Alle beim Treffen gezeigten Arbeiten sind Stückentwicklungen, die in dem Spannungsfeld von persönlicher Auseinandersetzung der Heranwachsenden mit Themen, Stoffen und Ästhetiken wie auch künstlerischer Handschrift ihrer anleitenden Choreografen und Choreografinnen brillieren.

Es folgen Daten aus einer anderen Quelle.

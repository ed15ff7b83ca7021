//! The document store a remote session talks to.
//!
//! Any backend that can create a keyed document, read it, update it
//! conditionally, query it by field equality and push changes to watchers
//! can host online games.

use std::collections::BTreeMap;

use async_trait::async_trait;
use bytes::Bytes;
use tokio::sync::mpsc;

use crate::error::StoreError;

/// A stored document. `revision` starts at 1 and grows by one per update.
#[derive(Debug, PartialEq, Eq, Clone)]
pub struct Document {
    pub id: String,
    pub revision: u64,
    /// Flat string fields the store can match queries against.
    pub fields: BTreeMap<String, String>,
    pub body: Bytes,
}

/// Every committed version of one document, in commit order, starting with
/// the version current when the watch began. An `Err` is terminal.
pub type Watch = mpsc::UnboundedReceiver<Result<Document, StoreError>>;

#[async_trait]
pub trait GameStore: Send + Sync {
    /// Fails with [`StoreError::AlreadyExists`] if `id` is taken.
    async fn create(
        &self,
        id: &str,
        fields: BTreeMap<String, String>,
        body: Bytes,
    ) -> Result<Document, StoreError>;

    async fn get(&self, id: &str) -> Result<Document, StoreError>;

    /// Replaces the document only if it is still at `expected_revision`,
    /// failing with [`StoreError::Conflict`] otherwise.
    async fn update(
        &self,
        id: &str,
        expected_revision: u64,
        fields: BTreeMap<String, String>,
        body: Bytes,
    ) -> Result<Document, StoreError>;

    /// Documents whose `field` equals `value`, in no particular order.
    async fn query_eq(&self, field: &str, value: &str) -> Result<Vec<Document>, StoreError>;

    async fn watch(&self, id: &str) -> Result<Watch, StoreError>;
}
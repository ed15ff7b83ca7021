//! Tic-tac-toe rules, a computer opponent, and client-side synchronization
//! of online games kept in a shared document store.

pub mod board;
pub mod error;
pub mod game;
pub mod offline;
pub mod opponent;
pub mod profile;
pub mod reconcile;
pub mod remote;
pub mod term;
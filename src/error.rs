use thiserror::Error;

use crate::remote::model::GameId;

#[derive(Debug, PartialEq, Eq, Clone, Copy, Error)]
pub enum InvalidMoveError {
    #[error("position {0} is off the board")]
    OutOfRange(usize),
    #[error("tile {0} is already marked")]
    Occupied(usize),
}

#[derive(Debug, PartialEq, Eq, Clone, Copy, Error)]
pub enum RulesError {
    #[error(transparent)]
    InvalidMove(#[from] InvalidMoveError),
    #[error("the game is over, reset to play again")]
    GameOver,
    #[error("it is {0}'s turn")]
    NotYourTurn(crate::board::Symbol),
}

/// Failures reported by a [`GameStore`](crate::remote::store::GameStore).
#[derive(Debug, PartialEq, Eq, Clone, Error)]
pub enum StoreError {
    #[error("document {0} does not exist")]
    NotFound(String),
    #[error("document {0} already exists")]
    AlreadyExists(String),
    /// The document moved past the revision the update was conditioned on.
    #[error("document {id} is at revision {actual}, expected {expected}")]
    Conflict { id: String, expected: u64, actual: u64 },
    #[error("connection to the store was lost")]
    Disconnected,
    #[error("store transport failed: {0}")]
    Transport(String),
}

#[derive(Debug, Error)]
pub enum RemoteError {
    #[error("store request failed: {0}")]
    Store(#[from] StoreError),
    #[error("could not encode game document: {0}")]
    Encode(#[source] ron::Error),
    #[error("could not decode game document: {0}")]
    Decode(#[source] ron::error::SpannedError),
}

/// Everything a remote session operation can fail with. All of these are
/// recoverable: the caller shows them and resyncs from the next snapshot.
#[derive(Debug, Error)]
pub enum SessionError {
    #[error("game {0} not found")]
    GameNotFound(GameId),
    #[error("it is not your turn")]
    NotYourTurn,
    #[error("tile {0} is already occupied")]
    OccupiedCell(usize),
    #[error("position {0} is off the board")]
    OutOfRange(usize),
    #[error("the game already has two players")]
    GameFull,
    #[error("the game is finished")]
    GameFinished,
    #[error("still waiting for an opponent to join")]
    WaitingForOpponent,
    #[error("you cannot join your own game")]
    OwnGame,
    #[error(transparent)]
    Remote(#[from] RemoteError),
}

impl From<StoreError> for SessionError {
    fn from(value: StoreError) -> Self {
        match value {
            StoreError::NotFound(id) => SessionError::GameNotFound(id),
            e => SessionError::Remote(RemoteError::Store(e)),
        }
    }
}

impl From<InvalidMoveError> for SessionError {
    fn from(value: InvalidMoveError) -> Self {
        match value {
            InvalidMoveError::OutOfRange(position) => SessionError::OutOfRange(position),
            InvalidMoveError::Occupied(position) => SessionError::OccupiedCell(position),
        }
    }
}

#[derive(Debug, Error)]
pub enum ProfileError {
    #[error("could not access profile file")]
    Io(#[from] std::io::Error),
    #[error("could not encode profile")]
    Encode(#[source] ron::Error),
    #[error("profile file is malformed")]
    Decode(#[source] ron::error::SpannedError),
}
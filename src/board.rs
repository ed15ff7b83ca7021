use std::{
    fmt::Display,
    ops::{Index, Not},
    str::FromStr,
};

use serde::{Deserialize, Serialize};

use crate::error::InvalidMoveError;

pub const NUM_TILES: usize = 9;

/// The mark a seat draws on the board. `X` always moves first.
#[derive(Debug, Default, PartialEq, Eq, Hash, Clone, Copy, Serialize, Deserialize)]
pub enum Symbol {
    #[default]
    X,
    O,
}

impl Not for Symbol {
    type Output = Self;

    fn not(self) -> Self::Output {
        match self {
            Symbol::X => Symbol::O,
            Symbol::O => Symbol::X,
        }
    }
}

impl Display for Symbol {
    fn fmt(&self, f: &mut std::fmt::Formatter<'_>) -> std::fmt::Result {
        match self {
            Symbol::X => write!(f, "X"),
            Symbol::O => write!(f, "O"),
        }
    }
}

// rank:
// 3: 6 7 8
// 2: 3 4 5
// 1: 0 1 2
//    A B C : file
#[derive(Debug, Default, PartialEq, Eq, PartialOrd, Ord, Hash, Clone, Copy)]
pub struct TileId(u8);
impl TileId {
    pub const A1: TileId = TileId(0);
    pub const B1: TileId = TileId(1);
    pub const C1: TileId = TileId(2);
    pub const A2: TileId = TileId(3);
    pub const B2: TileId = TileId(4);
    pub const C2: TileId = TileId(5);
    pub const A3: TileId = TileId(6);
    pub const B3: TileId = TileId(7);
    pub const C3: TileId = TileId(8);

    pub const fn new(position: usize) -> Option<Self> {
        if position >= NUM_TILES {
            None
        } else {
            Some(Self(position as u8))
        }
    }

    pub const fn index(self) -> usize {
        self.0 as usize
    }
}

impl FromStr for TileId {
    type Err = ();

    /// Accepts a file/rank name (`b2`) or a raw position (`4`).
    fn from_str(s: &str) -> Result<Self, Self::Err> {
        let bytes = s.as_bytes();
        match bytes {
            [digit @ b'0'..=b'8'] => TileId::new((digit - b'0') as usize).ok_or(()),
            [file, rank @ b'1'..=b'3'] => {
                let file = match file.to_ascii_lowercase() {
                    b'a' => 0,
                    b'b' => 1,
                    b'c' => 2,
                    _ => return Err(()),
                };
                TileId::new((rank - b'1') as usize * 3 + file).ok_or(())
            }
            _ => Err(()),
        }
    }
}

impl Display for TileId {
    fn fmt(&self, f: &mut std::fmt::Formatter<'_>) -> std::fmt::Result {
        let file = (b'A' + self.0 % 3) as char;
        write!(f, "{}{}", file, self.0 / 3 + 1)
    }
}

/// One board square: empty, or held by whoever `T` identifies.
#[derive(Debug, PartialEq, Eq, Clone, Serialize, Deserialize)]
pub enum Cell<T> {
    Empty,
    HeldBy(T),
}

impl<T> Default for Cell<T> {
    fn default() -> Self {
        Cell::Empty
    }
}

impl<T> Cell<T> {
    pub fn is_empty(&self) -> bool {
        matches!(self, Cell::Empty)
    }

    pub fn holder(&self) -> Option<&T> {
        match self {
            Cell::Empty => None,
            Cell::HeldBy(holder) => Some(holder),
        }
    }
}

/// Three positions that win when held by the same mark.
#[derive(Debug, PartialEq, Eq, Hash, Clone, Copy, Serialize, Deserialize)]
pub struct WinLine([usize; 3]);

impl WinLine {
    /// Rows, then columns, then diagonals.
    pub const ALL: [WinLine; 8] = [
        WinLine([0, 1, 2]),
        WinLine([3, 4, 5]),
        WinLine([6, 7, 8]),
        WinLine([0, 3, 6]),
        WinLine([1, 4, 7]),
        WinLine([2, 5, 8]),
        WinLine([0, 4, 8]),
        WinLine([2, 4, 6]),
    ];

    pub const fn positions(&self) -> [usize; 3] {
        self.0
    }

    pub fn contains(&self, position: usize) -> bool {
        self.0.contains(&position)
    }
}

#[derive(Debug, PartialEq, Eq, Clone, Serialize, Deserialize)]
pub enum GameResult<T> {
    Ongoing,
    Win { winner: T, line: WinLine },
    Draw,
}

/// A 3x3 grid. The offline game marks cells with [`Symbol`]s, an online
/// game marks them with the id of the player holding the cell.
#[derive(Debug, PartialEq, Eq, Clone, Serialize, Deserialize)]
pub struct Board<T = Symbol> {
    tiles: [Cell<T>; NUM_TILES],
}

impl<T> Default for Board<T> {
    fn default() -> Self {
        Self {
            tiles: std::array::from_fn(|_| Cell::Empty),
        }
    }
}

impl<T> Board<T> {
    pub fn get(&self, position: usize) -> Option<&Cell<T>> {
        self.tiles.get(position)
    }

    pub fn cells(&self) -> &[Cell<T>; NUM_TILES] {
        &self.tiles
    }

    pub fn empty_positions(&self) -> impl Iterator<Item = usize> + '_ {
        self.tiles
            .iter()
            .enumerate()
            .filter(|(_, cell)| cell.is_empty())
            .map(|(position, _)| position)
    }

    pub fn mark_count(&self) -> usize {
        self.tiles.iter().filter(|cell| !cell.is_empty()).count()
    }

    pub fn is_full(&self) -> bool {
        self.mark_count() == NUM_TILES
    }

    pub fn map<U>(&self, mut f: impl FnMut(&T) -> U) -> Board<U> {
        Board {
            tiles: std::array::from_fn(|i| match &self.tiles[i] {
                Cell::Empty => Cell::Empty,
                Cell::HeldBy(holder) => Cell::HeldBy(f(holder)),
            }),
        }
    }
}

impl<T: Clone + PartialEq> Board<T> {
    /// Returns the board with `mark` placed at `position`. `self` is left
    /// untouched whether or not the placement succeeds.
    pub fn place(&self, position: usize, mark: T) -> Result<Self, InvalidMoveError> {
        let tile = TileId::new(position).ok_or(InvalidMoveError::OutOfRange(position))?;
        if !self[tile].is_empty() {
            return Err(InvalidMoveError::Occupied(position));
        }

        let mut next = self.clone();
        next.tiles[tile.index()] = Cell::HeldBy(mark);
        Ok(next)
    }

    pub fn evaluate(&self) -> GameResult<T> {
        for line in WinLine::ALL {
            let [a, b, c] = line.positions();
            if let Cell::HeldBy(holder) = &self.tiles[a] {
                if self.tiles[b] == self.tiles[a] && self.tiles[c] == self.tiles[a] {
                    return GameResult::Win {
                        winner: holder.clone(),
                        line,
                    };
                }
            }
        }

        if self.is_full() {
            GameResult::Draw
        } else {
            GameResult::Ongoing
        }
    }
}

impl<T> Index<TileId> for Board<T> {
    type Output = Cell<T>;

    fn index(&self, tile: TileId) -> &Self::Output {
        &self.tiles[tile.index()]
    }
}

impl<T: Display> Display for Board<T> {
    fn fmt(&self, f: &mut std::fmt::Formatter<'_>) -> std::fmt::Result {
        for (i, rank) in self.tiles.chunks_exact(3).enumerate().rev() {
            write!(f, "{}│ ", i + 1)?;
            for tile in rank {
                match tile {
                    Cell::HeldBy(holder) => write!(f, "{holder}")?,
                    Cell::Empty => write!(f, "-")?,
                };
            }

            writeln!(f)?;
        }
        write!(f, " ╰─────\n   ABC")?;
        Ok(())
    }
}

Praxis, Dialog und Spezial
Das Weiterbildungsangebot für die Teilnehmerinnen und Teilnehmer setzt auf die Förderung von künstlerischen Aspekten in der Tanzarbeit und füllt damit eine Leerstelle in der eher durch pädagogische Diskurse geprägten Landschaft. Die 2014 eingeladene Werkstattleiterin Joke Laureyns von kabinet k (Belgien) ist beispielsweise bekannt für ihre bemerkenswerten, tiefgründigen Arbeiten mit Kindern und Erwachsenen auf der Bühne. 2015 thematisierte Steve Kirkham von Frantic Assembly (Großbritannien) in seinem Praxis-Angebot die Generierung von ungewöhnlichem, neuem Bewegungsmaterial ausgehend von Alltagsbewegungen. Ein wegweisendes Special für die Begegnung mit Tanzwissen von herausragenden Choreografen war die Einladung an alle Jugendlichen, eine Kurzchoreografie von Rosas danst Rosas der belgischen Choreografin Anne Teresa De Keersmaeker an einem Tag unter Anleitung zu erlernen und ein eigenes Tanz-Video für die Site des Projektes Rosas danst Rosas zu kreieren.Das Tanztreffen 2015 zeigte nicht nur eine aktuelle Übersicht der Tanzproduktionen von und mit Jugendlichen, es war auch Ausdruck einer aktuellen Entwicklung, bei der es um die Formulierung einer eigenen ästhetische Ausdrucksweise des Tanzes von „Nicht-Profis“ geht. Ähnlich wie die Entwicklung im Theater der letzten Jahre ist auch hier die Frage nach einer eigenen Ästhetik in der Arbeit mit den „Experten des Alltags“ brisant und spannend. Auf weitere Entwicklungen darf man gespannt sein!